SUPPLIED ENTRIES:
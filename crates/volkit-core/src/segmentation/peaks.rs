//! Local maxima detection and marker seeding.

use burn::tensor::backend::Backend;
use serde::{Deserialize, Serialize};
use tracing::debug;

use crate::error::{Result, VolumeError};
use crate::image::{Grid, Image, ImageMetadata, LabelMap, Mask};

/// Parameters for [`peak_local_max`].
#[derive(Debug, Clone, PartialEq, Serialize, Deserialize)]
#[serde(default)]
pub struct PeakConfig {
    /// Half-width of the maximum filter window and the minimum Chebyshev
    /// separation (exclusive) between accepted peaks.
    pub min_distance: usize,
    /// Absolute intensity floor; defaults to the image minimum.
    pub threshold_abs: Option<f64>,
    /// Floor as a fraction of the image maximum.
    pub threshold_rel: Option<f64>,
    /// Drop peaks closer than `min_distance` to any face.
    pub exclude_border: bool,
    /// Keep at most this many peaks.
    pub num_peaks: Option<usize>,
}

impl Default for PeakConfig {
    fn default() -> Self {
        Self {
            min_distance: 1,
            threshold_abs: None,
            threshold_rel: None,
            exclude_border: true,
            num_peaks: None,
        }
    }
}

impl PeakConfig {
    pub fn with_min_distance(mut self, min_distance: usize) -> Self {
        self.min_distance = min_distance;
        self
    }

    pub fn with_threshold_abs(mut self, threshold: f64) -> Self {
        self.threshold_abs = Some(threshold);
        self
    }

    pub fn with_threshold_rel(mut self, threshold: f64) -> Self {
        self.threshold_rel = Some(threshold);
        self
    }

    pub fn with_exclude_border(mut self, exclude: bool) -> Self {
        self.exclude_border = exclude;
        self
    }

    pub fn with_num_peaks(mut self, num_peaks: usize) -> Self {
        self.num_peaks = Some(num_peaks);
        self
    }
}

#[derive(Debug, Clone, Copy, PartialEq, Serialize)]
pub struct Peak {
    pub coords: [usize; 3],
    pub value: f32,
}

/// Local maxima of `image`, strongest first.
///
/// A voxel is a candidate if it equals the maximum of its
/// `(2 * min_distance + 1)^3` neighbourhood (edges replicated) and exceeds
/// `max(threshold_abs, threshold_rel * max)`. Candidates are then accepted
/// greedily in decreasing intensity, skipping any within `min_distance` of an
/// accepted peak. A constant image has no peaks.
pub fn peak_local_max<B: Backend>(image: &Image<B, 3>, config: &PeakConfig, mask: Option<&Mask>) -> Result<Vec<Peak>> {
    let grid = Grid::new(image.shape());
    if let Some(mask) = mask {
        grid.ensure_same(mask.shape())?;
    }
    if let Some(rel) = config.threshold_rel {
        if !(0.0..=1.0).contains(&rel) {
            return Err(VolumeError::invalid_parameter(format!(
                "threshold_rel must lie in [0, 1], got {}",
                rel
            )));
        }
    }
    let values = image.to_vec()?;
    if grid.is_empty() {
        return Ok(Vec::new());
    }

    let (min, max) = values
        .iter()
        .filter(|v| !v.is_nan())
        .fold((f32::INFINITY, f32::NEG_INFINITY), |(lo, hi), &v| (lo.min(v), hi.max(v)));
    if !(max > min) {
        return Ok(Vec::new());
    }

    let mut threshold = config.threshold_abs.unwrap_or(min as f64);
    if let Some(rel) = config.threshold_rel {
        threshold = threshold.max(rel * max as f64);
    }

    let filtered = max_filter(&values, &grid, config.min_distance);
    let border = if config.exclude_border { config.min_distance } else { 0 };
    let shape = grid.shape();

    let mut candidates: Vec<Peak> = (0..grid.len())
        .filter(|&i| {
            let v = values[i];
            v == filtered[i] && v as f64 > threshold && mask.map_or(true, |m| m.as_slice()[i])
        })
        .map(|i| Peak {
            coords: grid.coords(i),
            value: values[i],
        })
        .filter(|p| (0..3).all(|a| p.coords[a] >= border && p.coords[a] + border < shape[a]))
        .collect();
    // Stable: equal intensities keep raster order.
    candidates.sort_by(|a, b| b.value.total_cmp(&a.value));

    let mut peaks: Vec<Peak> = Vec::new();
    for candidate in candidates {
        let crowded = peaks
            .iter()
            .any(|p| chebyshev(p.coords, candidate.coords) <= config.min_distance);
        if !crowded {
            peaks.push(candidate);
            if config.num_peaks.is_some_and(|n| peaks.len() >= n) {
                break;
            }
        }
    }
    debug!(peaks = peaks.len(), threshold, "peak_local_max");
    Ok(peaks)
}

/// Label map with label `i + 1` at the position of `peaks[i]`.
pub fn markers_from_peaks(shape: [usize; 3], peaks: &[Peak], metadata: ImageMetadata<3>) -> Result<LabelMap> {
    let mut markers = LabelMap::zeros(shape, metadata);
    for (i, peak) in peaks.iter().enumerate() {
        if (0..3).any(|a| peak.coords[a] >= shape[a]) {
            return Err(VolumeError::invalid_parameter(format!(
                "peak {:?} lies outside shape {:?}",
                peak.coords, shape
            )));
        }
        let label = u32::try_from(i + 1).map_err(|_| VolumeError::data_conversion("too many peaks for u32 labels"))?;
        markers.set(peak.coords, label);
    }
    Ok(markers)
}

fn chebyshev(a: [usize; 3], b: [usize; 3]) -> usize {
    (0..3).map(|k| a[k].abs_diff(b[k])).max().unwrap_or(0)
}

/// Separable maximum filter with window `2 * radius + 1` and nearest-edge
/// boundary.
fn max_filter(values: &[f32], grid: &Grid, radius: usize) -> Vec<f32> {
    let mut current = values.to_vec();
    if radius == 0 {
        return current;
    }
    let shape = grid.shape();
    let strides = grid.strides();
    for axis in 0..3 {
        let n = shape[axis];
        let stride = strides[axis];
        let mut next = current.clone();
        for idx in 0..grid.len() {
            let c = grid.coords(idx)[axis];
            let lo = c.saturating_sub(radius);
            let hi = (c + radius).min(n - 1);
            let base = idx - c * stride;
            let mut m = f32::NEG_INFINITY;
            for k in lo..=hi {
                m = m.max(current[base + k * stride]);
            }
            next[idx] = m;
        }
        current = next;
    }
    current
}

#[cfg(test)]
mod tests {
    use super::*;
    use burn_ndarray::NdArray;

    type Backend = NdArray<f32>;

    fn volume(shape: [usize; 3], f: impl Fn(usize, usize, usize) -> f32) -> Image<Backend, 3> {
        let device = Default::default();
        let mut values = Vec::new();
        for z in 0..shape[0] {
            for y in 0..shape[1] {
                for x in 0..shape[2] {
                    values.push(f(z, y, x));
                }
            }
        }
        Image::from_vec(shape, values, &ImageMetadata::default(), &device).unwrap()
    }

    fn two_bumps() -> Image<Backend, 3> {
        volume([7, 7, 15], |z, y, x| {
            let d1 = (z as f32 - 3.0).powi(2) + (y as f32 - 3.0).powi(2) + (x as f32 - 3.0).powi(2);
            let d2 = (z as f32 - 3.0).powi(2) + (y as f32 - 3.0).powi(2) + (x as f32 - 11.0).powi(2);
            (10.0 - d1).max(8.0 - d2).max(0.0)
        })
    }

    #[test]
    fn test_finds_two_bumps_strongest_first() {
        let peaks = peak_local_max(&two_bumps(), &PeakConfig::default(), None).unwrap();
        assert_eq!(peaks.len(), 2);
        assert_eq!(peaks[0].coords, [3, 3, 3]);
        assert_eq!(peaks[1].coords, [3, 3, 11]);
        assert_eq!(peaks[0].value, 10.0);
    }

    #[test]
    fn test_thresholds_and_cap() {
        let image = two_bumps();
        let rel = PeakConfig::default().with_threshold_rel(0.9);
        assert_eq!(peak_local_max(&image, &rel, None).unwrap().len(), 1);
        let abs = PeakConfig::default().with_threshold_abs(9.0);
        assert_eq!(peak_local_max(&image, &abs, None).unwrap().len(), 1);
        let capped = PeakConfig::default().with_num_peaks(1);
        assert_eq!(peak_local_max(&image, &capped, None).unwrap().len(), 1);
    }

    #[test]
    fn test_min_distance_suppresses_neighbours() {
        let image = two_bumps();
        let far = PeakConfig::default().with_min_distance(8).with_exclude_border(false);
        let peaks = peak_local_max(&image, &far, None).unwrap();
        assert_eq!(peaks.len(), 1);
        assert_eq!(peaks[0].coords, [3, 3, 3]);
    }

    #[test]
    fn test_plateau_yields_single_peak() {
        let image = volume([5, 5, 5], |z, y, x| if (1..4).contains(&z) && (1..4).contains(&y) && x == 2 { 1.0 } else { 0.0 });
        let peaks = peak_local_max(&image, &PeakConfig::default().with_min_distance(2).with_exclude_border(false), None).unwrap();
        assert_eq!(peaks.len(), 1);
    }

    #[test]
    fn test_border_and_mask() {
        let image = volume([5, 5, 5], |z, y, x| if [z, y, x] == [0, 2, 2] { 1.0 } else { 0.0 });
        assert!(peak_local_max(&image, &PeakConfig::default(), None).unwrap().is_empty());
        let keep_border = PeakConfig::default().with_exclude_border(false);
        assert_eq!(peak_local_max(&image, &keep_border, None).unwrap().len(), 1);

        let mask = Mask::filled([5, 5, 5], false, ImageMetadata::default());
        assert!(peak_local_max(&image, &keep_border, Some(&mask)).unwrap().is_empty());
    }

    #[test]
    fn test_constant_image_has_no_peaks() {
        let image = volume([3, 3, 3], |_, _, _| 2.0);
        assert!(peak_local_max(&image, &PeakConfig::default(), None).unwrap().is_empty());
    }

    #[test]
    fn test_markers_from_peaks() {
        let peaks = [
            Peak { coords: [0, 1, 2], value: 3.0 },
            Peak { coords: [1, 0, 0], value: 1.0 },
        ];
        let markers = markers_from_peaks([2, 2, 3], &peaks, ImageMetadata::default()).unwrap();
        assert_eq!(markers.get([0, 1, 2]), 1);
        assert_eq!(markers.get([1, 0, 0]), 2);
        assert_eq!(markers.num_labels(), 2);
        let outside = [Peak { coords: [2, 0, 0], value: 0.0 }];
        assert!(markers_from_peaks([2, 2, 3], &outside, ImageMetadata::default()).is_err());
    }
}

PROBLEM STATEMENT: Only lines with the word "Backend" count here; copy every one from the records.

SOLVED PROBLEM:
use burn::tensor::backend::Backend;
pub fn peak_local_max<B: Backend>(image: &Image<B, 3>, config: &PeakConfig, mask: Option<&Mask>) -> Result<Vec<Peak>> {
    type Backend = NdArray<f32>;
    fn volume(shape: [usize; 3], f: impl Fn(usize, usize, usize) -> f32) -> Image<Backend, 3> {
    fn two_bumps() -> Image<Backend, 3> {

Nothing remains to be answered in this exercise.